Tomorrow is Valentine’s Day (you’re welcome, clueless male reader), which got me thinking about the role sports can play in a romantic relationship. I decided to email some friends and family and was pleasantly surprised by the response—more than 30 people answered my nine-question survey.
While the level of fandom of those who participated varied, the majority are sports fans between the ages of 22 and 26. In other words, this survey is by no means representative of the country, or even sports fans, as a whole. This was intentional. I wanted to know how sports impacted the relationships of fans, particularly unmarried couples.
I asked questions such as “Does your partner like sports less/the same/more than you?” and “How important is it to you that your partner be able to play sports?” Of the 33 people who responded, 18 were female and 15 were male. About half said it was very important to them that their partner was a sports fan; the others placed little or no importance on this.
One male responder said it is nice to be dating someone who doesn’t care all that much about sports since he is so fed up with the performance of his favorite teams. As you could have guessed, he roots for the New York Mets and Jets. Another said that non-fans can’t understand the emotional attachment people can have to their teams, which could cause problems in the relationship. At least two people said a potential partner who wasn’t a fan would be a “deal breaker.”
The responses to the question, “How important is it to you that your partner root for the same teams as you do?” ran the gamut (see chart below). Some said they wouldn’t mind being with someone who roots for a rival team. In fact, several responses came from University of Michigan fans who date Spartans; Packer backers who date Lions fans; and couples divided between the various New York teams. Others said a partner rooting for a rival team would be completely unacceptable. An interesting response was from a Michigan alum, who wrote, “It would kill me to date an Ohio State or Michigan State fan, but at least they would know the Big Ten.” He compared it to dating someone who rooted for, say, Texas, and was unfamiliar with Michigan altogether.

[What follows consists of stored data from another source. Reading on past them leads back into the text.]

//! Tracing configuration and log routing.
//!
//! The service logs to stdout using a compact formatter, and optionally to a file. When
//! `INGESTD_LOG_FILE` is set, logs are appended to that path; otherwise a file logger is
//! created under `logs/ingestd.log`. A non-blocking writer is used to minimize contention
//! on hot paths such as per-file milestone logging.
use std::sync::OnceLock;

use tracing_appender::non_blocking::{NonBlocking, WorkerGuard};
use tracing_subscriber::{EnvFilter, fmt, prelude::*};

static LOG_GUARD: OnceLock<WorkerGuard> = OnceLock::new();

/// Configure tracing subscribers for stdout and optional file logging.
///
/// - Respects `RUST_LOG` for filtering (defaults to `info`).
/// - Installs a compact stdout layer and, when available, a file layer.
/// - Uses a global guard to keep the non-blocking writer alive for the process lifetime.
pub fn init_tracing() {
    let env_filter = EnvFilter::try_from_default_env().unwrap_or_else(|_| EnvFilter::new("info"));
    let stdout_layer = fmt::layer().with_target(false).compact();

    let registry = tracing_subscriber::registry()
        .with(env_filter)
        .with(stdout_layer);

    if let Some(writer) = configure_file_writer() {
        let file_layer = fmt::layer()
            .with_writer(writer)
            .with_target(true)
            .with_ansi(false)
            .compact();

        registry.with(file_layer).init();
    } else {
        registry.init();
    }
}

/// Build a non-blocking writer for file logging.
///
/// Returns `None` when the logs directory cannot be created or the target file cannot be opened.
fn configure_file_writer() -> Option<NonBlocking> {
    if let Ok(path) = std::env::var("INGESTD_LOG_FILE") {
        match std::fs::OpenOptions::new()
            .create(true)
            .append(true)
            .open(&path)
        {
            Ok(file) => {
                let (non_blocking, guard) = tracing_appender::non_blocking(file);
                let _ = LOG_GUARD.set(guard);
                Some(non_blocking)
            }
            Err(err) => {
                eprintln!("Failed to open log file {path}: {err}");
                None
            }
        }
    } else {
        if let Err(err) = std::fs::create_dir_all("logs") {
            eprintln!("Failed to create logs directory: {err}");
            return None;
        }
        let file_appender = tracing_appender::rolling::never("logs", "ingestd.log");
        let (non_blocking, guard) = tracing_appender::non_blocking(file_appender);
        let _ = LOG_GUARD.set(guard);
        Some(non_blocking)
    }
}
//! User-facing upload queues: per-user, named, ordered lists of files the
//! user plans to upload.
//!
//! Distinct from the scheduler's internal priority queue — these queues are
//! owned and reordered by the user, persist until explicitly cleaned up, and
//! only hand their front item to the processing path when active. Positions
//! form a dense, zero-based, unique ordering at every observable instant.

use std::collections::HashMap;
use std::sync::RwLock;
use serde::Serialize;
use thiserror::Error;
use uuid::Uuid;

/// Errors raised by queue operations.
#[derive(Debug, Error)]
pub enum QueueError {
    /// Queue id is unknown, or not owned by the requesting user.
    #[error("queue {0} not found")]
    NotFound(Uuid),
    /// Queue item id is unknown.
    #[error("item {0} not found")]
    ItemNotFound(Uuid),
    /// Requested position lies outside `0..item_count`.
    #[error("invalid position {position} for queue of {len} items")]
    InvalidPosition {
        /// Requested target position.
        position: usize,
        /// Item count at the time of the request.
        len: usize,
    },
    /// Item is processing or completed and may no longer be moved.
    #[error("item in state {0:?} cannot be reordered")]
    CannotReorder(ItemStatus),
    /// Registry lock was poisoned by a panicking writer.
    #[error("queue registry lock poisoned")]
    Poisoned,
}

/// Lifecycle state of one queued file.
#[derive(Debug, Clone, Copy, PartialEq, Eq, Serialize)]
#[serde(rename_all = "lowercase")]
pub enum ItemStatus {
    /// Waiting to be dispatched.
    Pending,
    /// Currently being processed.
    Processing,
    /// Finished successfully.
    Completed,
    /// Finished with an error.
    Error,
}

impl ItemStatus {
    /// Whether the state is terminal.
    pub fn is_terminal(self) -> bool {
        matches!(self, Self::Completed | Self::Error)
    }
}

/// Whether a queue dispatches work.
#[derive(Debug, Clone, Copy, PartialEq, Eq, Serialize)]
#[serde(rename_all = "lowercase")]
pub enum QueueState {
    /// Items may be dispatched.
    Active,
    /// Reorder and cleanup are allowed, dispatch is not.
    Paused,
}

/// One file waiting in an upload queue.
#[derive(Debug, Clone, Serialize)]
#[serde(rename_all = "camelCase")]
pub struct QueueItem {
    /// Item id.
    pub id: Uuid,
    /// File name supplied when the item was added.
    pub file_name: String,
    /// Path handed to the pipeline when the item is dispatched.
    pub path: String,
    /// Dense, zero-based position within the queue.
    pub position: usize,
    /// Lifecycle state.
    pub status: ItemStatus,
}

/// Point-in-time view of a queue.
#[derive(Debug, Clone, Serialize)]
#[serde(rename_all = "camelCase")]
pub struct QueueSnapshot {
    /// Queue id.
    pub id: Uuid,
    /// Owner the queue belongs to.
    pub owner_id: String,
    /// User-chosen queue name.
    pub name: String,
    /// Dispatch state.
    pub state: QueueState,
    /// Items in position order.
    pub items: Vec<QueueItem>,
}

struct UploadQueue {
    owner_id: String,
    name: String,
    state: QueueState,
    items: Vec<QueueItem>,
}

impl UploadQueue {
    fn reindex(&mut self) {
        for (position, item) in self.items.iter_mut().enumerate() {
            item.position = position;
        }
    }

    fn snapshot(&self, id: Uuid) -> QueueSnapshot {
        QueueSnapshot {
            id,
            owner_id: self.owner_id.clone(),
            name: self.name.clone(),
            state: self.state,
            items: self.items.clone(),
        }
    }
}

/// Registry of upload queues, indexed by queue id and owner.
///
/// Queues persist across sessions until removed by their owner; constructed
/// once at process start and shared through an `Arc`.
#[derive(Default)]
pub struct UploadQueueManager {
    queues: RwLock<HashMap<Uuid, UploadQueue>>,
}

impl UploadQueueManager {
    /// Create an empty manager.
    pub fn new() -> Self {
        Self::default()
    }

    /// Create a queue for `owner_id` and return its id.
    pub fn create(&self, owner_id: &str, name: &str) -> Uuid {
        let id = Uuid::new_v4();
        self.write().insert(
            id,
            UploadQueue {
                owner_id: owner_id.to_string(),
                name: name.to_string(),
                state: QueueState::Active,
                items: Vec::new(),
            },
        );
        tracing::info!(queue = %id, owner = owner_id, name, "Upload queue created");
        id
    }

    /// Append a pending file at the back of the queue and return its item id.
    pub fn add_file(
        &self,
        queue_id: Uuid,
        file_name: &str,
        path: &str,
    ) -> Result<Uuid, QueueError> {
        let mut guard = self.write();
        let queue = guard.get_mut(&queue_id).ok_or(QueueError::NotFound(queue_id))?;
        let item_id = Uuid::new_v4();
        let position = queue.items.len();
        queue.items.push(QueueItem {
            id: item_id,
            file_name: file_name.to_string(),
            path: path.to_string(),
            position,
            status: ItemStatus::Pending,
        });
        Ok(item_id)
    }

    /// Snapshot a queue's current state.
    pub fn status(&self, queue_id: Uuid) -> Result<QueueSnapshot, QueueError> {
        let guard = self.read();
        let queue = guard.get(&queue_id).ok_or(QueueError::NotFound(queue_id))?;
        Ok(queue.snapshot(queue_id))
    }

    /// List the queues owned by `owner_id`, stable by id.
    pub fn list(&self, owner_id: &str) -> Vec<QueueSnapshot> {
        let guard = self.read();
        let mut snapshots: Vec<QueueSnapshot> = guard
            .iter()
            .filter(|(_, queue)| queue.owner_id == owner_id)
            .map(|(id, queue)| queue.snapshot(*id))
            .collect();
        snapshots.sort_by_key(|snapshot| snapshot.id);
        snapshots
    }

    /// Move an item to `new_position` with array-move semantics: the moved
    /// item lands exactly at the target and every displaced item shifts by
    /// one slot, keeping positions dense and unique.
    pub fn reorder(
        &self,
        queue_id: Uuid,
        item_id: Uuid,
        new_position: usize,
    ) -> Result<QueueSnapshot, QueueError> {
        let mut guard = self.write();
        let queue = guard.get_mut(&queue_id).ok_or(QueueError::NotFound(queue_id))?;

        if new_position >= queue.items.len() {
            return Err(QueueError::InvalidPosition {
                position: new_position,
                len: queue.items.len(),
            });
        }
        let old_position = queue
            .items
            .iter()
            .position(|item| item.id == item_id)
            .ok_or(QueueError::ItemNotFound(item_id))?;
        let status = queue.items[old_position].status;
        if matches!(status, ItemStatus::Processing | ItemStatus::Completed) {
            return Err(QueueError::CannotReorder(status));
        }

        let item = queue.items.remove(old_position);
        queue.items.insert(new_position, item);
        queue.reindex();
        Ok(queue.snapshot(queue_id))
    }

    /// Stop dispatching from the queue. Order is untouched; items remain
    /// pending.
    pub fn pause(&self, queue_id: Uuid) -> Result<(), QueueError> {
        self.set_state(queue_id, QueueState::Paused)
    }

    /// Resume dispatching from the queue.
    pub fn resume(&self, queue_id: Uuid) -> Result<(), QueueError> {
        self.set_state(queue_id, QueueState::Active)
    }

    /// Remove all terminal items and compact the remaining positions.
    /// Returns the number of items removed.
    pub fn cleanup(&self, queue_id: Uuid) -> Result<usize, QueueError> {
        let mut guard = self.write();
        let queue = guard.get_mut(&queue_id).ok_or(QueueError::NotFound(queue_id))?;
        let before = queue.items.len();
        queue.items.retain(|item| !item.status.is_terminal());
        queue.reindex();
        Ok(before - queue.items.len())
    }

    /// Delete the queue entirely.
    pub fn remove(&self, queue_id: Uuid) -> Result<(), QueueError> {
        self.write()
            .remove(&queue_id)
            .map(|_| ())
            .ok_or(QueueError::NotFound(queue_id))
    }

    /// Hand the front pending item to the processing path, marking it
    /// processing. Returns `None` when the queue is paused or has no pending
    /// items.
    pub fn next_pending(&self, queue_id: Uuid) -> Result<Option<QueueItem>, QueueError> {
        let mut guard = self.write();
        let queue = guard.get_mut(&queue_id).ok_or(QueueError::NotFound(queue_id))?;
        if queue.state == QueueState::Paused {
            return Ok(None);
        }
        let next = queue
            .items
            .iter_mut()
            .find(|item| item.status == ItemStatus::Pending);
        Ok(next.map(|item| {
            item.status = ItemStatus::Processing;
            item.clone()
        }))
    }

    /// Record the terminal status of a dispatched item.
    pub fn finish_item(
        &self,
        queue_id: Uuid,
        item_id: Uuid,
        succeeded: bool,
    ) -> Result<(), QueueError> {
        let mut guard = self.write();
        let queue = guard.get_mut(&queue_id).ok_or(QueueError::NotFound(queue_id))?;
        let item = queue
            .items
            .iter_mut()
            .find(|item| item.id == item_id)
            .ok_or(QueueError::ItemNotFound(item_id))?;
        item.status = if succeeded {
            ItemStatus::Completed
        } else {
            ItemStatus::Error
        };
        Ok(())
    }

    fn set_state(&self, queue_id: Uuid, state: QueueState) -> Result<(), QueueError> {
        let mut guard = self.write();
        let queue = guard.get_mut(&queue_id).ok_or(QueueError::NotFound(queue_id))?;
        queue.state = state;
        tracing::debug!(queue = %queue_id, state = ?state, "Queue state changed");
        Ok(())
    }

    fn read(&self) -> std::sync::RwLockReadGuard<'_, HashMap<Uuid, UploadQueue>> {
        self.queues.read().expect("queue registry lock poisoned")
    }

    fn write(&self) -> std::sync::RwLockWriteGuard<'_, HashMap<Uuid, UploadQueue>> {
        self.queues.write().expect("queue registry lock poisoned")
    }
}
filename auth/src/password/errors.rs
use thiserror::Error;

/// Error type for password operations.
#[derive(Debug, Clone, Error)]
pub enum PasswordError {
    #[error("Password secret must not be empty")]
    EmptySecret,

    #[error("Password hashing failed: {0}")]
    HashingFailed(String),
}
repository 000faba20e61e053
//! Authentication utilities library
//!
//! Provides credential infrastructure for the qna service:
//! - Password hashing (Argon2id keyed with a service secret)
//! - Access tokens with two interchangeable formats (JWT HS256, PASETO v4.local)
//! - Opaque refresh token generation
//! - Authentication coordination
//!
//! # Examples
//!
//! ## Password Hashing
//! ```
//! use auth::PasswordHasher;
//!
//! let hasher = PasswordHasher::new(b"pepper").unwrap();
//! let hash = hasher.hash("my_password").unwrap();
//! assert!(hasher.verify("my_password", &hash));
//! ```
//!
//! ## Access Tokens
//! ```
//! use auth::{TokenManager, TokenStrategy};
//! use chrono::Duration;
//!
//! let manager = TokenStrategy::Paseto
//!     .build(b"secret_key_at_least_32_bytes_long!")
//!     .unwrap();
//! let token = manager.create_token(42, Duration::minutes(15)).unwrap();
//! let payload = manager.verify_token(&token).unwrap();
//! assert_eq!(payload.user_id, 42);
//! ```
//!
//! ## Complete Authentication Flow
//! ```
//! use auth::{Authenticator, PasswordHasher, TokenStrategy};
//! use chrono::Duration;
//!
//! let auth = Authenticator::new(
//!     PasswordHasher::new(b"pepper").unwrap(),
//!     TokenStrategy::Jwt.build(b"secret_key_at_least_32_bytes_long!").unwrap(),
//!     Duration::minutes(15),
//!     Duration::days(30),
//! );
//!
//! // Register: hash password
//! let hash = auth.hash_password("password123").unwrap();
//!
//! // Login: verify and issue tokens
//! let tokens = auth.authenticate("password123", &hash, 1).unwrap();
//!
//! // Validate token
//! let payload = auth.verify_token(&tokens.access_token).unwrap();
//! assert_eq!(payload.user_id, 1);
//! ```

pub mod authenticator;
pub mod password;
pub mod refresh;
pub mod token;

// Re-export commonly used items
pub use authenticator::AuthenticationError;
pub use authenticator::Authenticator;
pub use authenticator::IssuedTokens;
pub use password::PasswordError;
pub use password::PasswordHasher;
pub use refresh::generate_refresh_token;
pub use refresh::RefreshTokenError;
pub use token::JwtTokenManager;
pub use token::PasetoTokenManager;
pub use token::TokenError;
pub use token::TokenManager;
pub use token::TokenPayload;
pub use token::TokenStrategy;
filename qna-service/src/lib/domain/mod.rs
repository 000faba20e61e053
pub mod user;
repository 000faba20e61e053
use thiserror::Error;

use crate::domain::user::models::UserId;

/// Error for UserId parsing failures
#[derive(Debug, Clone, Error, PartialEq, Eq)]
pub enum UserIdError {
    #[error("Invalid user id: {0}")]
    InvalidFormat(String),

    #[error("User id must be positive, got {0}")]
    NotPositive(i64),
}

/// Error for UserName validation failures
#[derive(Debug, Clone, Error, PartialEq, Eq)]
pub enum UserNameError {
    #[error("Name too short: minimum {min} characters, got {actual}")]
    TooShort { min: usize, actual: usize },

    #[error("Name too long: maximum {max} characters, got {actual}")]
    TooLong { max: usize, actual: usize },
}

/// Error for EmailAddress validation failures
#[derive(Debug, Clone, Error, PartialEq, Eq)]
pub enum EmailError {
    #[error("Invalid email format: {0}")]
    InvalidFormat(String),

    #[error("Email too long: maximum {max} characters, got {actual}")]
    TooLong { max: usize, actual: usize },
}

/// Error for password policy failures
#[derive(Debug, Clone, Error, PartialEq, Eq)]
pub enum PasswordError {
    #[error("Password too short: minimum {min} characters")]
    TooShort { min: usize },

    #[error("Password too long: maximum {max} characters")]
    TooLong { max: usize },
}

/// Error for audit log emission
#[derive(Debug, Clone, Error)]
pub enum AuditError {
    #[error("Failed to serialize audit record: {0}")]
    SerializationFailed(String),

    #[error("Failed to publish audit record: {0}")]
    PublishFailed(String),
}

/// Top-level error for sign-up, sign-in, token and account operations
#[derive(Debug, Clone, Error)]
pub enum AuthError {
    // Value object validation errors (automatically converted via #[from])
    #[error("Invalid user ID: {0}")]
    InvalidUserId(#[from] UserIdError),

    #[error("Invalid name: {0}")]
    InvalidName(#[from] UserNameError),

    #[error("Invalid email: {0}")]
    InvalidEmail(#[from] EmailError),

    #[error("Invalid password: {0}")]
    InvalidPassword(#[from] PasswordError),

    // Domain-level errors
    #[error("Email already exists: {0}")]
    EmailAlreadyExists(String),

    #[error("Wrong user or password")]
    InvalidCredentials,

    #[error("User not found: {0}")]
    UserNotFound(UserId),

    #[error("Failed to delete user: {0}")]
    DeleteFailed(UserId),

    #[error("Invalid refresh token")]
    InvalidRefreshToken,

    #[error("Refresh token expired")]
    RefreshTokenExpired,

    #[error("Invalid token: {0}")]
    InvalidToken(String),

    #[error("Token expired")]
    TokenExpired,

    // Infrastructure errors
    #[error("Audit log error: {0}")]
    Audit(#[from] AuditError),

    #[error("Credential error: {0}")]
    Credential(String),

    #[error("Database error: {0}")]
    DatabaseError(String),
}

impl From<auth::TokenError> for AuthError {
    fn from(err: auth::TokenError) -> Self {
        match err {
            auth::TokenError::Expired => AuthError::TokenExpired,
            auth::TokenError::Invalid(msg) => AuthError::InvalidToken(msg),
            other => AuthError::Credential(other.to_string()),
        }
    }
}

impl From<auth::AuthenticationError> for AuthError {
    fn from(err: auth::AuthenticationError) -> Self {
        match err {
            auth::AuthenticationError::InvalidCredentials => AuthError::InvalidCredentials,
            other => AuthError::Credential(other.to_string()),
        }
    }
}

impl From<auth::PasswordError> for AuthError {
    fn from(err: auth::PasswordError) -> Self {
        AuthError::Credential(err.to_string())
    }
}
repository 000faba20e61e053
use std::sync::Arc;

use auth::Authenticator;
use auth::PasswordHasher;
use qna_service::config::Config;
use qna_service::domain::test::models::Test;
use qna_service::domain::test::models::TestId;
use qna_service::domain::test::service::TestService;
use qna_service::domain::user::service::AuthService;
use qna_service::inbound::http::router::create_router;
use qna_service::inbound::http::router::HttpSettings;
use qna_service::outbound::cache::TtlCache;
use qna_service::outbound::events::KafkaAuditLogger;
use qna_service::outbound::repositories::PostgresRefreshSessionRepository;
use qna_service::outbound::repositories::PostgresTestRepository;
use qna_service::outbound::repositories::PostgresUserRepository;
use sqlx::postgres::PgPoolOptions;
use tracing_subscriber::layer::SubscriberExt;
use tracing_subscriber::util::SubscriberInitExt;

#[tokio::main]
async fn main() -> Result<(), anyhow::Error> {
    tracing_subscriber::registry()
        .with(
            tracing_subscriber::EnvFilter::try_from_default_env()
                .unwrap_or_else(|_| "qna_service=debug,tower_http=debug".into()),
        )
        .with(tracing_subscriber::fmt::layer())
        .init();

    tracing::info!(
        service = "qna-service",
        version = env!("CARGO_PKG_VERSION"),
        "Service starting"
    );

    let config = Config::load()?;

    tracing::info!(
        http_port = config.server.http_port,
        token_strategy = ?config.token.strategy,
        cache_enabled = config.cache.enabled,
        audit_brokers = %config.audit.brokers,
        audit_topic = %config.audit.topic,
        "Configuration loaded"
    );

    let pg_pool = PgPoolOptions::new()
        .max_connections(config.database.max_connections)
        .connect(&config.database.url)
        .await?;
    tracing::info!(
        max_connections = config.database.max_connections,
        database = "postgresql",
        "Database connection pool created"
    );

    sqlx::migrate!("./migrations").run(&pg_pool).await?;
    tracing::info!(database = "postgresql", "Database migrations completed");

    let password_hasher = PasswordHasher::new(config.password.secret.as_bytes())?;
    let token_manager = config.token.strategy.build(config.token.secret.as_bytes())?;
    let authenticator = Arc::new(Authenticator::new(
        password_hasher,
        token_manager,
        config.token.access_token_ttl(),
        config.token.refresh_token_ttl(),
    ));

    let user_repository = Arc::new(PostgresUserRepository::new(pg_pool.clone()));
    let session_repository = Arc::new(PostgresRefreshSessionRepository::new(pg_pool.clone()));
    let test_repository = Arc::new(PostgresTestRepository::new(pg_pool));
    let audit_logger = Arc::new(KafkaAuditLogger::new(&config.audit)?);

    let cache = config.cache.enabled.then(|| {
        tracing::info!(ttl_seconds = config.cache.ttl_seconds, "Test cache enabled");
        Arc::new(TtlCache::<TestId, Test>::new(config.cache.ttl()))
    });

    let auth_service = Arc::new(AuthService::new(
        user_repository,
        session_repository,
        audit_logger,
        authenticator,
    ));
    let test_service = Arc::new(TestService::new(test_repository, cache));

    let http_address = format!("0.0.0.0:{}", config.server.http_port);
    let http_listener = tokio::net::TcpListener::bind(&http_address).await?;
    tracing::info!(
        address = %http_address,
        port = config.server.http_port,
        protocol = "http",
        "Http server listening"
    );

    let http_application = create_router(
        auth_service,
        test_service,
        HttpSettings {
            secure_cookies: config.cookie.secure,
            request_timeout: config.server.request_timeout(),
        },
    );

    if let Err(e) = axum::serve(http_listener, http_application).await {
        tracing::error!(error = %e, "Server error");
        return Err(e.into());
    }

    tracing::info!("Server exited successfully");
    Ok(())
}
use std::sync::Arc;

use async_trait::async_trait;
use auth::Authenticator;
use auth::IssuedTokens;
use chrono::Utc;

use crate::domain::user::errors::AuthError;
use crate::domain::user::events::AuditEvent;
use crate::domain::user::models::NewUser;
use crate::domain::user::models::RefreshSession;
use crate::domain::user::models::SignInCommand;
use crate::domain::user::models::SignUpCommand;
use crate::domain::user::models::TokenPair;
use crate::domain::user::models::User;
use crate::domain::user::models::UserId;
use crate::domain::user::ports::AuditLogger;
use crate::domain::user::ports::AuthServicePort;
use crate::domain::user::ports::RefreshSessionRepository;
use crate::domain::user::ports::UserRepository;

/// Domain service implementation for account and authentication operations.
///
/// Concrete implementation of AuthServicePort with dependency injection.
pub struct AuthService<UR, SR, AL>
where
    UR: UserRepository,
    SR: RefreshSessionRepository,
    AL: AuditLogger,
{
    users: Arc<UR>,
    sessions: Arc<SR>,
    audit_logger: Arc<AL>,
    authenticator: Arc<Authenticator>,
}

impl<UR, SR, AL> AuthService<UR, SR, AL>
where
    UR: UserRepository,
    SR: RefreshSessionRepository,
    AL: AuditLogger,
{
    /// Create a new auth service with injected dependencies.
    ///
    /// # Arguments
    /// * `users` - User persistence implementation
    /// * `sessions` - Refresh token persistence implementation
    /// * `audit_logger` - Audit log sink
    /// * `authenticator` - Password hashing and token issuance
    pub fn new(
        users: Arc<UR>,
        sessions: Arc<SR>,
        audit_logger: Arc<AL>,
        authenticator: Arc<Authenticator>,
    ) -> Self {
        Self {
            users,
            sessions,
            audit_logger,
            authenticator,
        }
    }

    async fn store_session(
        &self,
        user_id: UserId,
        issued: IssuedTokens,
    ) -> Result<TokenPair, AuthError> {
        self.sessions
            .create(RefreshSession {
                user_id,
                token: issued.refresh_token.clone(),
                expires_at: issued.refresh_expires_at,
            })
            .await?;

        Ok(TokenPair {
            access_token: issued.access_token,
            refresh_token: issued.refresh_token,
            refresh_expires_at: issued.refresh_expires_at,
        })
    }
}

#[async_trait]
impl<UR, SR, AL> AuthServicePort for AuthService<UR, SR, AL>
where
    UR: UserRepository,
    SR: RefreshSessionRepository,
    AL: AuditLogger,
{
    async fn sign_up(&self, command: SignUpCommand) -> Result<User, AuthError> {
        if self
            .users
            .find_by_email(command.email.as_str())
            .await?
            .is_some()
        {
            tracing::warn!(email = %command.email, "Sign-up rejected: email already registered");
            return Err(AuthError::EmailAlreadyExists(command.email.to_string()));
        }

        let password_hash = self
            .authenticator
            .hash_password(command.password.expose())?;

        let user = self
            .users
            .create(NewUser {
                name: command.name,
                email: command.email,
                password_hash,
            })
            .await?;

        self.audit_logger
            .log(&AuditEvent::user_registered(&user))
            .await?;

        tracing::info!(user_id = %user.id, "User registered");
        Ok(user)
    }

    async fn sign_in(&self, command: SignInCommand) -> Result<TokenPair, AuthError> {
        let Some(user) = self.users.find_by_email(&command.email).await? else {
            tracing::warn!("Sign-in rejected: wrong user or password");
            return Err(AuthError::InvalidCredentials);
        };

        let issued = self
            .authenticator
            .authenticate(&command.password, &user.password_hash, user.id.as_i64())
            .map_err(|e| {
                if matches!(e, auth::AuthenticationError::InvalidCredentials) {
                    tracing::warn!("Sign-in rejected: wrong user or password");
                }
                AuthError::from(e)
            })?;

        let tokens = self.store_session(user.id, issued).await?;

        self.audit_logger
            .log(&AuditEvent::user_logged_in(user.id))
            .await?;

        tracing::info!(user_id = %user.id, "User signed in");
        Ok(tokens)
    }

    fn verify_token(&self, token: &str) -> Result<UserId, AuthError> {
        let payload = self.authenticator.verify_token(token)?;

        UserId::new(payload.user_id)
            .map_err(|e| AuthError::InvalidToken(format!("bad subject: {}", e)))
    }

    async fn refresh(&self, refresh_token: &str) -> Result<TokenPair, AuthError> {
        let session = self
            .sessions
            .consume(refresh_token)
            .await?
            .ok_or(AuthError::InvalidRefreshToken)?;

        if session.is_expired(Utc::now()) {
            tracing::warn!(user_id = %session.user_id, "Refresh rejected: token expired");
            return Err(AuthError::RefreshTokenExpired);
        }

        let issued = self
            .authenticator
            .issue_tokens(session.user_id.as_i64())?;
        let tokens = self.store_session(session.user_id, issued).await?;

        tracing::info!(user_id = %session.user_id, "Tokens refreshed");
        Ok(tokens)
    }

    async fn get_user(&self, id: UserId) -> Result<User, AuthError> {
        self.users
            .find_by_id(id)
            .await?
            .ok_or(AuthError::UserNotFound(id))
    }

    async fn delete_user(&self, id: UserId) -> Result<(), AuthError> {
        self.users.delete(id).await?;

        tracing::info!(user_id = %id, "User deleted");
        Ok(())
    }
}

My favorite answers were about the outcome of a game affecting the relationship. The “yes” and “no” responses were split down the middle, but those who said “yes” could recall specific instances where a loss ruined their day. “My current partner will throw tantrums apropos of a three-year-old should his team not play to his standard,” one female told me. Notice she doesn’t even say the team has to lose! Not surprisingly, her boyfriend is a New York Yankees fan.
The misery of Cubs fans can extend into romantic relationships. One Cubs fan told me her boyfriend was criticizing her team when they were on the brink of playoff elimination. When the game ended, he pretended to console her, trying to make light of the situation. She wasn’t laughing, and dumped him on the spot. The break-up lasted all of two hours, but it speaks to the power of sports.
Since this is a family-friendly blog, I won’t get into the details of the responder who told me his partner denied him certain “things” when his favorite team beat hers in a critical game.
As far as playing sports, while several people said they value a “physically active” partner, few said they required a partner who could hang with them on the court or field. In fact, one male said he had never competed against his girlfriend because he was “too embarrassed she would beat him.” They probably won’t be playing H-O-R-S-E tomorrow.
As for me and my girlfriend, a good chunk of our relationship revolves around sports, whether it’s watching games in person or on television, or shooting hoops at the park. Some of our most memorable moments together took place at sporting events.
But I don’t anticipate any sports-related activities on Valentine’s Day. I’ve already checked the schedule—there’s nothing good on.